Yegor Creed bir sanatçının mesleği, “Bekar” ve yıldız ateşi hakkında

ProPedia ile yaptığı röportajda Yegor Creed, TNT'deki “Lisans” projesinde yıldızlıktan, mesleğinin zorluklarından ve kızlarla ilişkilerden bahsetti.

"Lisans" Yegor Creed - ve şimdi ona bu şekilde hitap etmek istiyorum - üst üste ikinci yıldır vokal bölümünde uluslararası gençlik projesi KFC Battle'ın akıl hocası.

Ülkemizin farklı yerlerinden binlerce yetenekli sanatçı, Egor ile aynı sahnede sahne alma hakkının yanı sıra Black Star ekibinin önderliğinde kendi şarkılarını kaydetme fırsatı için yarışacak. Proje web sitesi üzerinden başvurular 5 Haziran'a kadar kabul ediliyor.

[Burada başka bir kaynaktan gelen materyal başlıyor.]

//! Timezone identifier validation and resolution.
//!
//! The registry never parses zone rules itself: it delegates to a
//! [`ZoneRuleSource`] (by default the IANA database compiled into
//! `chrono-tz`) and memoises successful lookups. The cache is purely an
//! optimisation; results are identical with or without it.

use chrono_tz::Tz;
use once_cell::sync::Lazy;
use parking_lot::RwLock;
use serde::{Serialize, Serializer};
use std::collections::HashMap;
use std::fmt;
use std::sync::Arc;

use crate::core::error::{EngineError, EngineResult};

/// Source of offset-at-instant rules for a zone identifier.
///
/// Implementations must be pure lookups: the same identifier always yields
/// the same rules.
pub trait ZoneRuleSource: Send + Sync {
    /// Return the rules for `identifier`, or `None` if it is not a known zone.
    fn rules_for(&self, identifier: &str) -> Option<Tz>;
}

/// The IANA zone database shipped with `chrono-tz`.
#[derive(Debug, Default, Clone, Copy)]
pub struct IanaZoneSource;

impl ZoneRuleSource for IanaZoneSource {
    fn rules_for(&self, identifier: &str) -> Option<Tz> {
        identifier.parse::<Tz>().ok()
    }
}

/// A zone identifier that has been validated against the rule source.
#[derive(Clone, Copy, PartialEq, Eq)]
pub struct ResolvedZone {
    tz: Tz,
}

impl ResolvedZone {
    /// The canonical identifier, e.g. `Asia/Tokyo`.
    pub fn identifier(&self) -> &'static str {
        self.tz.name()
    }

    /// The underlying rule set.
    pub fn tz(&self) -> Tz {
        self.tz
    }
}

impl fmt::Debug for ResolvedZone {
    fn fmt(&self, f: &mut fmt::Formatter<'_>) -> fmt::Result {
        write!(f, "ResolvedZone({})", self.identifier())
    }
}

impl fmt::Display for ResolvedZone {
    fn fmt(&self, f: &mut fmt::Formatter<'_>) -> fmt::Result {
        f.write_str(self.identifier())
    }
}

impl Serialize for ResolvedZone {
    fn serialize<S: Serializer>(&self, serializer: S) -> Result<S::Ok, S::Error> {
        serializer.serialize_str(self.identifier())
    }
}

/// Resolves identifiers to [`ResolvedZone`]s.
///
/// Safe for concurrent use: lookups take a shared read lock and only a cache
/// miss briefly takes the write lock.
pub struct TimezoneRegistry {
    source: Box<dyn ZoneRuleSource>,
    cache: RwLock<HashMap<String, ResolvedZone>>,
}

static SHARED: Lazy<Arc<TimezoneRegistry>> = Lazy::new(|| Arc::new(TimezoneRegistry::new()));

impl TimezoneRegistry {
    /// Create a registry backed by the IANA database.
    pub fn new() -> Self {
        Self::with_source(IanaZoneSource)
    }

    /// Create a registry backed by a custom rule source.
    pub fn with_source(source: impl ZoneRuleSource + 'static) -> Self {
        Self {
            source: Box::new(source),
            cache: RwLock::new(HashMap::new()),
        }
    }

    /// Process-wide registry backed by the IANA database.
    ///
    /// Every caller gets a handle to the same cache.
    pub fn shared() -> Arc<TimezoneRegistry> {
        Arc::clone(&SHARED)
    }

    /// Resolve an identifier.
    ///
    /// # Errors
    /// [`EngineError::InvalidTimezone`] if the rule source does not know the
    /// identifier. Failures are never cached and never replaced by UTC.
    pub fn resolve(&self, identifier: &str) -> EngineResult<ResolvedZone> {
        if let Some(zone) = self.cache.read().get(identifier) {
            return Ok(*zone);
        }

        let tz = self
            .source
            .rules_for(identifier)
            .ok_or_else(|| EngineError::invalid_timezone(identifier))?;
        let zone = ResolvedZone { tz };

        self.cache.write().insert(identifier.to_string(), zone);
        Ok(zone)
    }

    /// Whether the identifier resolves.
    pub fn is_valid(&self, identifier: &str) -> bool {
        self.resolve(identifier).is_ok()
    }

    /// Number of memoised identifiers.
    pub fn cached_len(&self) -> usize {
        self.cache.read().len()
    }
}

impl Default for TimezoneRegistry {
    fn default() -> Self {
        Self::new()
    }
}

impl fmt::Debug for TimezoneRegistry {
    fn fmt(&self, f: &mut fmt::Formatter<'_>) -> fmt::Result {
        f.debug_struct("TimezoneRegistry")
            .field("cached", &self.cached_len())
            .finish()
    }
}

KFC Battle projesinin süper finali 21 ve 22 Temmuz'da Moskova'da yapılacak ancak proje şimdilik Rusya şehirlerini dolaşıyor. Böylece 12 Mayıs'ta Samara'da bir festival düzenlendi ve kahramanımız gecenin başrol oyuncusu oldu. 20 bin Samaralı Creed'in konserini izlemek için sahneye çıkmadan önce sanatçıyla sohbet etmeyi başardık.

ProPedia: Egor, sen bir akıl hocası olarak her şeyden önce öğrencilerine yatırım yapmaya mı çalışıyorsun?

Egor Creed:
Yapabileceğim her şeyi ve onların ilgisini çekecek her şeyi. Geçen yıl, onları biraz sakinleştirmek ve onlara tavsiyelerde bulunmak için programımda final gününde değil, "önce" çocuklarla buluşmak için zaman bulmak benim için önemliydi. Bu benim için çok önemliydi. Bu nedenle konserden bir veya iki gün önce geldim, nasıl hareket ettiklerine, ne tür teslimat yaptıklarına baktım ve buna dayanarak her şeyin nasıl yoluna gireceğine dair birkaç giriş notu verdim.

"Elbette, son teslim tarihimiz çok kısıtlı olduğu için yaratıcılıklarını, performans tarzlarını veya kendilerini çok fazla etkileyemem."

Diyelim ki, TNT'deki “Şarkılar” programının mentorlarının harcadığı kadar erkeklerle de vakit geçirseydim, her şey farklı olurdu. Ve iş farklı şekilde yapılandırılmış olurdu. Burada buluşmam gereken tek bir toplantım var. Yapabileceğim tek şey onlara şans dilemek, tavsiyelerde bulunmak ve soruları yanıtlamak. Ayrılık sözleri onları finalden önce büyük ölçüde motive ediyor. Küçük bir şey, atılan bir söz onlar için çok şey ifade edebilir. Daha sonra içlerinden biri kazandığında duygular çılgına döner.

ProPedia: Sosyal ağların ve internetin bu kadar popüler olmadığı bir dönemde şov dünyasına adım attınız. Bugün her iki kişiden biri ünlü olabiliyor. Size göre sanatçılar ne zaman daha kaliteliydi: o zaman mı, şimdi mi?

E.K.:
Bugün toplumumuz sanatçılara, onların müziklerine, blog yazarlarına ve yaratıcılıklarına aşırı doymuş durumda. Dürüst olmak gerekirse, bunun neye yol açacağını bilmiyorum - iyi ya da kötü.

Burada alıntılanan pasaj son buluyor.